Dubious ratings like those given to Spc. McLeod have become distressingly common since the invasion of Iraq. “About a year and a half ago, we were getting anecdotal evidence that the Army’s system was severely underrating cases,” said Kerry Baker, a staffer who works on veterans appeals for the 1.4 million-member Disabled American Veterans. “What we found was just atrocious.” In one case, Baker went on, “we found a kid with several penetrating skull injuries, a couple of different craniotomies, major seizure disorder, major migraines on a daily basis, and a cognitive disorder so severe his mother was appointed as his guardian.” The VA rated the young soldier as 100 percent disabled; the military, 10 percent.

The cause of such discrepancies goes back to the birth of the Republic. Since the American Revolution, the military has had a medical corps to keep troops healthy before battle and to patch them up after–focusing on the collective fighting power of the force and discharging any individual no longer fit to fight. By contrast, federal veterans facilities–authorized by law in 1811–have always focused on care for people who were no longer serving a military purpose, but whose injuries, poverty, or both affected the conscience of a grateful nation.

Over time, however, the two systems have come to overlap in one area: the population eligible for benefits from both–military retirees. Most of these beneficiaries are commissioned officers and senior noncoms who served a full 20 years, but they include those who were so disabled in accidents or combat while in uniform that they were medically retired from military service and therefore eligible to use military hospitals as well as VA facilities for their care.

From 2003 through ’07, the Pentagon medically retired more than 22,000 such disabled troops, who will receive military-subsidized medical care and monthly pension checks for life. Another 57,000 troops have been “medically separated,” discharged as unfit to serve but with lesser degrees of disability, which entitles them to only a onetime severance payment. All 79,000, both the medically retired and the medically separated, also count as disabled veterans who may qualify for VA health care and disability checks. Because the law often entitles the same person to two benefits, one from the Defense Department and one from the VA, each department must determine a disability rating.

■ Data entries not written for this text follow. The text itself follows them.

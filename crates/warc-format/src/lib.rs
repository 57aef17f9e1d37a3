//! Binary codec for ARC archives
//!
#![allow(clippy::cast_possible_truncation)] // Intentional for binary format encoding
#![allow(clippy::cast_possible_wrap)] // Offsets are stored signed
#![allow(clippy::cast_lossless)] // Sometimes clearer than From
//! An ARC file is laid out as:
//!
//! ```text
//! [magic: 20 bytes][footer offset: i64]
//! [content block]*            16-byte header + stored body per file
//! [footer block]*             (i32 type, i64 size, body)
//! ```
//!
//! The footer holds two recursive hash tables describing the directory tree,
//! one keyed by UTF-16 name hashes and one by UTF-8 name hashes, plus a name
//! table that maps UTF-16 hashes back to literal names.
//!
//! # Examples
//!
//! ```
//! use warc_format::{HashTableBuilder, LayoutDirectory};
//! use warc_hash::name_hash;
//!
//! let root = LayoutDirectory::new(name_hash("root").utf16)
//!     .with_file(name_hash("a.ks").utf16, 0)
//!     .with_dir(LayoutDirectory::new(name_hash("sub").utf16));
//! let table = HashTableBuilder::new(root).build();
//!
//! assert_eq!(table.files.len(), 1);
//! assert_eq!(table.dirs[0].offset, 64);
//! ```

#![warn(missing_docs)]

mod builder;
mod content;
pub mod deflate;
mod error;
mod footer;
mod hash_table;
mod header;
mod name_table;

pub use builder::{HashTableBuilder, LayoutDirectory};
pub use content::{CONTENT_HEADER_SIZE, ContentHeader, decode_block, encode_block};
pub use error::{ArcFormatError, ArcFormatResult};
pub use footer::{ArcFooter, FooterBlockKind};
pub use hash_table::{
    HashEntry, HashTable, MAX_TABLE_DEPTH, TABLE_ENTRY_SIZE, TABLE_HEADER_SIZE,
};
pub use header::{ARC_MAGIC, ArcHeader, HEADER_SIZE, detect_magic};
pub use name_table::{NameEntry, NameTable};

#[cfg(test)]
#[allow(clippy::expect_used, clippy::unwrap_used)]
pub(crate) mod test_utils;

/// Common trait for the symmetric footer structures
pub trait ArcFormat: Sized {
    /// Parse from bytes
    fn parse(data: &[u8]) -> Result<Self, Box<dyn std::error::Error>>;

    /// Build to bytes
    fn build(&self) -> Result<Vec<u8>, Box<dyn std::error::Error>>;

    /// Verify round-trip correctness
    fn verify_round_trip(data: &[u8]) -> Result<(), Box<dyn std::error::Error>> {
        let parsed = Self::parse(data)?;
        let rebuilt = parsed.build()?;
        if data != rebuilt.as_slice() {
            return Err("Round-trip verification failed".into());
        }
        Ok(())
    }
}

Ostensibly, the two departments have used the same standard schedule, written by the VA, to rate each disabling condition, from 10 percent for a bullet through the foot to 100 percent for blindness in both eyes. But for years, the military “supplemented” the schedule with layers of regulations that effectively altered it beyond recognition–until Congress banned the practice last year. The 2007 “wounded warrior” reforms forced all military disability raters to use the VA schedule, without alterations, and ordered the pilot program combining the military and VA assessment systems.

Under the pilot program, the military uses not only the VA-written schedule of ratings but also VA doctors and VA ratings specialists to assess each service member. Military personnel still make the critical decision on whether a given individual is unfit to serve or can return to duty. The Defense Department and the VA provide different kinds of benefits, determined by different laws and regulations, for the same individuals. But the often-bizarre discrepancies in how the two departments rated the same condition in the same individual will no longer exist.
By the end of June, 461 service members had entered the pilot process, of whom just 61 had been discharged from the military (13 medically separated, 48 medically retired). The Washington area benefits from an unusually rich cluster of military and veterans medical facilities, which makes coordination easier here than elsewhere. In late August, the Pentagon and the VA will begin considering a second location, probably an underserved and relatively rural area where implementing the pilot program will be distinctly harder.

Even if the expanded pilot program succeeds, wholesale adoption of the reforms is at least a year away. As the casualties keep coming in, the pressure on the disability system will continue to mount.